La nature, une fois encore, a bien fait les choses. Preuve sans doute que tout ne va pas au hasard. Elle nous montre, si besoin était encore, qu’elle garde la main sur les grands mécanismes qui nous gouvernent. Elle « savait » que les deux voies n’étaient pas directement et immédiatement conciliables. Qu’il fallait qu’elles atteignent, chacune dans leur domaine respectif - matériel et spirituel – un certain niveau de développement et de connaissance. Une certaine maturité aussi qui leur permettrait par la suite de s’unir et de se renforcer mutuellement. Il fallait que les deux étages de la fusée se construisent d’abord indépendamment l’un de l’autre avant de s’assembler. Une union qui leur dispenserait à la fois une énergie nouvelle et un surcroît de signification. Prématurée, cette union les aurait détruit l’un et l’autre. Les choses ne se font jamais par hasard et là encore, à la condition de prendre une certaine distance au regard des faits, on voit transparaître une certaine logique ; une cohérence même dans les voies apparemment libres et divergentes empruntées par l’humanité. Nos libertés restent toujours empreintes de déterminismes. L’accepter, n’est-ce pas là la seule vraie liberté ?

À quelque niveau qu’on les considère, les complexités ne peuvent accéder à des degrés supérieurs que par l’union et l’intégration. Mais ces unions, du moins leur succès, n’est envisageable que si ces complexités, en l’état, sont parvenues à leur degré maximum. Pour inaugurer des complexités nouvelles et d’un ordre supérieur, il faut que les complexités sous-jacentes possèdent toutes les qualités, toutes les propriétés et toutes les aptitudes requises. Les sociétés humaines, nous l’avons vu, ne font pas exception. Leurs différentes structures et organisations procèdent des mêmes lois invariables. C’est donc aussi ce qu’on observe au niveau des interprétations matérialistes ou spiritualistes du « réel ». Quand des sociétés ont définitivement opté pour une certaine vision du monde, d’autres ont penché vers l’autre versant. Et si pendant de nombreux millénaires et sur fond continu de conflits de civilisations, elles ont semblé s’exclure l’une l’autre, elles sont aujourd’hui et plus que jamais complémentaires voire nécessaires l’une pour l’autre.

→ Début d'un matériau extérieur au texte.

use std::fs::{File, OpenOptions};
use std::path::{Path, PathBuf};
use std::time::{Duration, Instant};

/// Advisory lock on a `sidebar/` directory.
///
/// Serializes read-modify-write cycles on sections.json between the TUI's
/// background writer and CLI processes. Uses flock on Unix.
pub struct FileLock {
    _file: File,
}

/// Error type for lock operations
#[derive(Debug, thiserror::Error)]
pub enum LockError {
    #[error("could not create lock file at {path}: {source}")]
    Create {
        path: PathBuf,
        source: std::io::Error,
    },
    #[error("could not acquire lock on {path}: another cb process may be writing")]
    Timeout { path: PathBuf },
}

pub const LOCK_FILE: &str = ".lock";

impl FileLock {
    /// Acquire the lock, waiting up to `timeout`.
    pub fn acquire(dir: &Path, timeout: Duration) -> Result<Self, LockError> {
        let path = dir.join(LOCK_FILE);
        let file = OpenOptions::new()
            .create(true)
            .write(true)
            .truncate(false)
            .open(&path)
            .map_err(|source| LockError::Create {
                path: path.clone(),
                source,
            })?;

        let start = Instant::now();
        loop {
            match try_lock(&file) {
                Ok(()) => return Ok(FileLock { _file: file }),
                Err(_) if start.elapsed() < timeout => {
                    std::thread::sleep(Duration::from_millis(10));
                }
                Err(_) => return Err(LockError::Timeout { path }),
            }
        }
    }

    /// Acquire with the default timeout (5 seconds)
    pub fn acquire_default(dir: &Path) -> Result<Self, LockError> {
        Self::acquire(dir, Duration::from_secs(5))
    }
}

// The .lock file is never unlinked; all holders must flock the same inode.

#[cfg(unix)]
fn try_lock(file: &File) -> Result<(), std::io::Error> {
    use std::os::unix::io::AsRawFd;
    let fd = file.as_raw_fd();
    // SAFETY: fd is a valid descriptor owned by `file` for the duration of the call.
    let result = unsafe { libc::flock(fd, libc::LOCK_EX | libc::LOCK_NB) };
    if result == 0 {
        Ok(())
    } else {
        Err(std::io::Error::last_os_error())
    }
}

#[cfg(not(unix))]
fn try_lock(_file: &File) -> Result<(), std::io::Error> {
    Ok(())
}

#[cfg(test)]
mod tests {
    use super::*;
    use tempfile::TempDir;

    #[test]
    fn lock_is_released_on_drop() {
        let tmp = TempDir::new().unwrap();
        let lock = FileLock::acquire_default(tmp.path()).unwrap();
        drop(lock);
        assert!(FileLock::acquire(tmp.path(), Duration::from_millis(50)).is_ok());
    }

    #[cfg(unix)]
    #[test]
    fn second_holder_times_out() {
        let tmp = TempDir::new().unwrap();
        let _held = FileLock::acquire_default(tmp.path()).unwrap();
        let err = FileLock::acquire(tmp.path(), Duration::from_millis(50))
            .err()
            .unwrap();
        assert!(matches!(err, LockError::Timeout { .. }));
    }
}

Considérées indépendamment les unes des autres, il est essentiel que les complexités de tous ordres atteignent un certain seuil au-delà duquel elles ne peuvent plus évoluer ou se transformer. Elles ont épuisé leurs possibilités internes. Elles ont atteint leur limite supérieure d’organisation. À partir de là, elles n’ont d’autre alternative pour se survivre à elles-mêmes que de s’adjoindre d’autres complexités de nature différente et s’ouvrir à de nouveaux horizons. C’est le principe, entre autres, de la reproduction sexuée, qui a permis à la vie de s’ouvrir à une biodiversité infinie et à des possibilités d’évolution et donc de survie quasiment illimitées. Du moins l’étaient-elles tant que l’individualisme restait une force largement inférieure aux forces de cohésion sociales.


"Que sera-ce, nous dit Bergson, si l’individu détourne sa réflexion de l’objet pour lequel elle est faite, […] pour la diriger sur lui-même, sur la gêne que la vie sociale lui impose, sur le sacrifice qu’il fait à la communauté ? Livré à l’instinct, comme la fourmi ou l’abeille, il fût resté tendu sur la fin extérieure à atteindre ; il eût travaillé pour l’espèce, automatiquement, somnambuliquement. Doté d’intelligence, éveillé à la réflexion, il se tournera vers lui-même et ne pensera qu’à vivre agréablement. […] La vérité est que l’intelligence conseillera d’abord l’égoïsme. C’est de ce côté que l’être intelligent se précipitera si rien ne l’arrête 1."

Aujourd’hui nous en sommes là. Mais heureusement, la nature veille. Avant que les molécules d’eau puissent se former, il a fallut que chacun de leur côté, l’atome d’oxygène et l’atome d’hydrogène parviennent à se constituer et à se stabiliser au hasard des interactions nucléaires au sein des étoiles puis dans les nuages de matière, résidus d’étoiles mortes. Ce n’est qu’une fois atteinte cette limite indépassable en tant qu’atome que la solution moléculaire a ouvert de nouveaux horizons pour des complexités renouvelées vers le haut.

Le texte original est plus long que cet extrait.